Ciena is steering investor focus to a different corner of the AI surge—not silicon, but the fiber networks shuttling data among data centers and over metro, edge, and long-haul corridors. Coherent pluggables, those small optical modules, push big data loads across fiber, frequently trimming down the amount of network hardware required.
Ciena’s March results threw fuel on the bullish fire. The company said fiscal first-quarter revenue jumped 33% year over year to $1.43 billion, with adjusted EPS landing at $1.35. Looking ahead, management bumped up the fiscal 2026 revenue outlook, now calling for $5.9 billion to $6.3 billion. CEO Gary Smith described demand as “unprecedented, broad-based.” CFO Marc Graff, meanwhile, highlighted a “historically strong order book” and “record Q1 backlog.” Ciena Investor Relations
Ciena is targeting internet service providers and carriers with its ABRINT agenda, pitching more capacity as AI-driven traffic starts to expand outside the big cloud campuses.

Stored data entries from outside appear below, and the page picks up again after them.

//! A shard's life from both sides: credentials in, draining out.

mod common;

use common::{config_server, member_hosts, relation};
use shardkeeper_mgmt::credentials::{CredentialPublisher, CredentialSync};
use shardkeeper_mgmt::gate::{GateDecision, HookContext};
use shardkeeper_mgmt::peer::{decode_hosts, keys, InMemoryPeerStore, InMemoryRelationData, PeerData};
use shardkeeper_mgmt::probe::ReadWriteProbe;
use shardkeeper_mgmt::retry::RecordingSleeper;
use shardkeeper_mgmt::service::ServiceControl;
use shardkeeper_mgmt::sim::SimCluster;
use shardkeeper_mgmt::status::StatusReporter;
use shardkeeper_mgmt::topology::ClusterMember;
use shardkeeper_mgmt::{
    Authority, ClusterRole, CoordError, CoordinatorConfig, DrainOutcome, DrainWatcher, PassVerdict, Role,
    ShardRole, ShardSetReconciler,
};
use std::collections::BTreeSet;
use std::time::Duration;
use tokio_util::sync::CancellationToken;

fn shard_ctx(authority: Authority) -> HookContext {
    HookContext {
        role: Role::Shard,
        authority,
        db_initialised: true,
        backup_in_progress: false,
    }
}

#[tokio::test]
async fn test_shard_observes_its_own_removal() {
    let cluster = SimCluster::sharded(&["s1", "s2"])
        .with_database("orders", "s1")
        .with_removal_rounds(2);
    let cs_role = config_server();
    let cs_status = StatusReporter::default();
    let reconciler = ShardSetReconciler::new(&cs_role, &cluster, &cs_status, Authority::Leader);

    let shard = ShardRole {
        shard_name: "s2".to_string(),
    };
    let peers = InMemoryPeerStore::new();
    let shard_status = StatusReporter::default();
    let watcher = DrainWatcher::new(&shard, &cluster, &peers, &shard_status, Authority::Leader);

    // s2 is still wanted, so nobody has asked for it to leave.
    let relations = vec![relation(1, "s1"), relation(2, "s2")];
    assert!(matches!(
        reconciler.reconcile(&relations, None).await,
        PassVerdict::Done(_)
    ));
    let err = watcher.is_drained(&cs_role.router_hosts).await.unwrap_err();
    assert!(matches!(err, CoordError::ShardNotPlannedForRemoval(_)));

    // The s2 relation departs.
    assert!(matches!(
        reconciler.reconcile(&relations, Some(2)).await,
        PassVerdict::Retry(_)
    ));
    assert!(!watcher.is_drained(&cs_role.router_hosts).await.unwrap());

    assert!(matches!(
        reconciler.reconcile(&relations, Some(2)).await,
        PassVerdict::Done(_)
    ));
    assert!(watcher.is_drained(&cs_role.router_hosts).await.unwrap());

    // Followers of the shard see the leader's verdict.
    let follower = DrainWatcher::new(&shard, &cluster, &peers, &shard_status, Authority::Follower);
    assert!(follower.is_drained(&cs_role.router_hosts).await.unwrap());
}

#[tokio::test]
async fn test_wait_until_drained_while_config_server_removes() {
    let cluster = SimCluster::sharded(&["s1", "s2"]).with_removal_rounds(3);
    let cs_role = config_server();
    let cs_status = StatusReporter::default();
    let reconciler = ShardSetReconciler::new(&cs_role, &cluster, &cs_status, Authority::Leader);

    let shard = ShardRole {
        shard_name: "s2".to_string(),
    };
    let peers = InMemoryPeerStore::new();
    let shard_status = StatusReporter::default();
    let sleeper = RecordingSleeper::new();
    let poll_interval = CoordinatorConfig {
        drain_poll_interval_secs: 2,
        ..Default::default()
    }
    .drain_poll_interval();
    let watcher = DrainWatcher::new(&shard, &cluster, &peers, &shard_status, Authority::Leader)
        .with_sleeper(&sleeper)
        .with_poll_interval(poll_interval);

    let relations = vec![relation(1, "s1")];
    assert!(matches!(
        reconciler.reconcile(&relations, None).await,
        PassVerdict::Retry(_)
    ));

    let cancel = CancellationToken::new();
    let waiting = watcher.wait_until_drained(&cs_role.router_hosts, &cancel);
    let passes = async {
        let mut verdicts = Vec::new();
        for polls in [2, 4] {
            while sleeper.count() < polls {
                tokio::task::yield_now().await;
            }
            verdicts.push(reconciler.reconcile(&relations, None).await);
        }
        verdicts
    };
    let (outcome, verdicts) = tokio::join!(waiting, passes);

    assert_eq!(outcome.unwrap(), DrainOutcome::Drained);
    assert!(matches!(verdicts[0], PassVerdict::Retry(_)));
    assert!(matches!(verdicts[1], PassVerdict::Done(_)));
    assert!(sleeper.count() >= 4);
    assert!(sleeper.waits().iter().all(|w| *w == Duration::from_secs(2)));
    assert!(shard_status.current().is_active());
    assert!(PeerData::new(&peers).drained().await.unwrap());
}

#[tokio::test]
async fn test_credentials_reach_the_shard() {
    let cs_role = config_server();
    let cs_peers = InMemoryPeerStore::new();
    let cs_data = PeerData::new(&cs_peers);
    cs_data.set_secret(keys::OPERATOR_PASSWORD, "op-secret").await.unwrap();
    cs_data.set_secret(keys::KEYFILE, "keyfile-contents").await.unwrap();
    let relations = InMemoryRelationData::with_relations([7]);
    let publisher = CredentialPublisher::new(&cs_role, &relations, &cs_peers, Authority::Leader);
    publisher.publish_to(7).await.unwrap();

    let bag = relations.bag(7).await;
    assert_eq!(decode_hosts(&bag[keys::HOSTS]).unwrap(), cs_role.router_hosts);

    let shard_cluster = SimCluster::replica_set(&["10.0.7.1", "10.0.7.2"]);
    let shard = ShardRole {
        shard_name: "s7".to_string(),
    };
    let shard_peers = InMemoryPeerStore::new();
    let status = StatusReporter::default();
    let leader_unit = ClusterMember::new(0, "10.0.7.1");
    let follower_unit = ClusterMember::new(1, "10.0.7.2");

    let leader = CredentialSync::new(
        &shard,
        &leader_unit,
        &shard_cluster,
        &shard_cluster,
        &shard_peers,
        &status,
        Authority::Leader,
        "operator",
    );
    let decision = leader
        .on_config_server_data(&shard_ctx(Authority::Leader), &bag)
        .await
        .unwrap();
    assert_eq!(decision, GateDecision::Proceed);
    assert_eq!(shard_cluster.password("operator").as_deref(), Some("op-secret"));

    let follower = CredentialSync::new(
        &shard,
        &follower_unit,
        &shard_cluster,
        &shard_cluster,
        &shard_peers,
        &status,
        Authority::Follower,
        "operator",
    );
    follower
        .on_config_server_data(&shard_ctx(Authority::Follower), &bag)
        .await
        .unwrap();

    for host in ["10.0.7.1", "10.0.7.2"] {
        assert_eq!(shard_cluster.keyfile_of(host).as_deref(), Some("keyfile-contents"));
    }
    // One password change, made by the leader.
    assert_eq!(shard_cluster.command_count("updateUser"), 1);

    // Delivering the same data again changes nothing.
    leader
        .on_config_server_data(&shard_ctx(Authority::Leader), &bag)
        .await
        .unwrap();
    assert_eq!(shard_cluster.command_count("updateUser"), 1);
    assert_eq!(
        shard_cluster
            .service_actions()
            .iter()
            .filter(|a| a.starts_with("restart"))
            .count(),
        2
    );
}

#[tokio::test]
async fn test_replication_role_cannot_take_shard_credentials() {
    let cluster = SimCluster::replica_set(&["10.0.7.1"]);
    let shard = ShardRole {
        shard_name: "s7".to_string(),
    };
    let peers = InMemoryPeerStore::new();
    let status = StatusReporter::default();
    let unit = ClusterMember::new(0, "10.0.7.1");
    let sync = CredentialSync::new(
        &shard,
        &unit,
        &cluster,
        &cluster,
        &peers,
        &status,
        Authority::Leader,
        "operator",
    );
    let ctx = HookContext {
        role: Role::Replication,
        ..shard_ctx(Authority::Leader)
    };

    let decision = sync
        .on_config_server_data(&ctx, &Default::default())
        .await
        .unwrap();
    assert!(matches!(decision, GateDecision::Blocked(_)));
    assert!(status.current().needs_operator());
    assert!(cluster.service_actions().is_empty());
}

fn hosts(n: u32) -> BTreeSet<String> {
    member_hosts(n).into_iter().collect()
}

#[tokio::test]
async fn test_probe_leaves_no_collection_behind() {
    let cluster = SimCluster::replica_set(&["10.0.0.1", "10.0.0.2", "10.0.0.3"]);
    let probe = ReadWriteProbe::new(&cluster, 16);

    assert!(probe.is_replica_set_read_write_healthy(&hosts(3)).await.unwrap());
    cluster.set_lagging("10.0.0.2", true);
    assert!(!probe.is_replica_set_read_write_healthy(&hosts(3)).await.unwrap());

    assert_eq!(cluster.command_count("drop"), 2);
    for host in member_hosts(3) {
        assert!(cluster.collections_on(&host).is_empty());
    }
    assert_eq!(cluster.open_sessions(), 0);
}

#[tokio::test]
async fn test_probe_treats_unreachable_secondary_as_miss() {
    let cluster = SimCluster::replica_set(&["10.0.0.1", "10.0.0.2"]);
    cluster
        .stop(&ClusterMember::new(1, "10.0.0.2"))
        .await
        .unwrap();
    let probe = ReadWriteProbe::new(&cluster, 8);

    assert!(!probe.is_replica_set_read_write_healthy(&hosts(2)).await.unwrap());
    assert_eq!(cluster.command_count("drop"), 1);
}

#[tokio::test]
async fn test_probe_errors_still_clean_up() {
    let cluster = SimCluster::replica_set(&["10.0.0.1", "10.0.0.2"]);
    cluster.fail_next("isMaster", None, "connection reset");
    let probe = ReadWriteProbe::new(&cluster, 8);

    assert!(probe.is_replica_set_read_write_healthy(&hosts(2)).await.is_err());
    assert_eq!(cluster.command_count("drop"), 1);
    for host in member_hosts(2) {
        assert!(cluster.collections_on(&host).is_empty());
    }

    cluster.fail_next("drop", None, "not authorized");
    let err = probe
        .is_replica_set_read_write_healthy(&hosts(2))
        .await
        .unwrap_err();
    assert!(matches!(err, CoordError::AdminCommand { .. }));
}

#[tokio::test]
async fn test_probe_by_role() {
    let cluster = SimCluster::replica_set(&["10.0.0.1"]);
    let probe = ReadWriteProbe::new(&cluster, 8);
    let shard = ClusterRole::Shard(ShardRole {
        shard_name: "s1".to_string(),
    });

    assert!(!probe.check(&shard, &hosts(1)).await.unwrap());
    assert!(!probe
        .check(&ClusterRole::ConfigServer(config_server()), &hosts(1))
        .await
        .unwrap());
    assert!(cluster.commands().is_empty());
    assert!(probe.check(&ClusterRole::Replication, &hosts(1)).await.unwrap());
}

According to its event page, the São Paulo program is set for May 6-8, and will showcase demos of optical transport, coherent routing, coherent pluggables, plus AI-assisted network operations.
Cisco keeps pushing into AI networking, offering up optical line systems, transponders, and pluggable coherent optics. Nokia, on its end, closed the Infinera acquisition last year, beefing up its optical networks and data-center connectivity game.
Investors may be outpacing actual demand. In its annual report, Ciena highlights that revenue depends on when orders come in, deployment schedules, rivals, and supply costs. The company also disclosed that its top five customers made up roughly half of fiscal 2025 revenue, with a single cloud client contributing about 18%.
The Rothschild note isn’t so much dismissing the AI-networking angle as it is probing valuation. Ciena keeps delivering growth, has backlog, and its fiber demand narrative remains intact. Still, with shares at Friday’s close, much of that optimism looks priced in already.